--- WORK ORDER ---
Whenever a line in the material below includes "collect", copy that line.

--- EXCERPTED DATA ---
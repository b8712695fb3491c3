use std::fmt;
use std::path::Path;

use serde::Serialize;

/// File name every component directory carries its descriptor under.
pub const DESCRIPTOR_FILE: &str = "comp.yml";

/// Prefix applied to component names in descriptors and `requires` lists.
pub const COMPONENT_PREFIX: &str = "comp_";

/// A build-component manifest.
///
/// Serialised by [`fmt::Display`] into a fixed four-line layout whose key
/// order never changes:
///
/// ```text
/// name: comp_<name>
/// files: [a.v,b.sv]
/// options: []
/// requires: [comp_uvm]
/// ```
///
/// Lists are joined with `,` and no padding; an unset list renders as `[]`.
#[derive(Debug, Clone, Default, PartialEq, Eq, Serialize)]
pub struct ComponentDescriptor {
    pub name: String,
    pub files: Vec<String>,
    pub requires: Vec<String>,
    pub options: Vec<String>,
}

impl ComponentDescriptor {
    pub fn new(name: impl Into<String>) -> Self {
        Self {
            name: name.into(),
            ..Self::default()
        }
    }

    pub fn with_files<I, S>(mut self, files: I) -> Self
    where
        I: IntoIterator<Item = S>,
        S: Into<String>,
    {
        self.files = files.into_iter().map(Into::into).collect();
        self
    }

    pub fn with_requires<I, S>(mut self, requires: I) -> Self
    where
        I: IntoIterator<Item = S>,
        S: Into<String>,
    {
        self.requires = requires.into_iter().map(Into::into).collect();
        self
    }

    pub fn with_options<I, S>(mut self, options: I) -> Self
    where
        I: IntoIterator<Item = S>,
        S: Into<String>,
    {
        self.options = options.into_iter().map(Into::into).collect();
        self
    }

    /// The name other descriptors use to depend on this one.
    pub fn component_name(&self) -> String {
        component_ref(&self.name)
    }

    /// Include-path flag pointing at `dir`.
    pub fn include_dir_option(dir: &Path) -> String {
        format!("\"+incdir+{}\"", dir.display())
    }
}

/// `comp_<name>`: how a descriptor is referenced from a `requires` list.
pub fn component_ref(name: &str) -> String {
    format!("{COMPONENT_PREFIX}{name}")
}

impl fmt::Display for ComponentDescriptor {
    fn fmt(&self, f: &mut fmt::Formatter<'_>) -> fmt::Result {
        writeln!(f, "name: {}", self.component_name())?;
        writeln!(f, "files: [{}]", self.files.join(","))?;
        writeln!(f, "options: [{}]", self.options.join(","))?;
        writeln!(f, "requires: [{}]", self.requires.join(","))
    }
}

--- ANSWER BELOW ---
        self.files = files.into_iter().map(Into::into).collect();
        self.requires = requires.into_iter().map(Into::into).collect();
        self.options = options.into_iter().map(Into::into).collect();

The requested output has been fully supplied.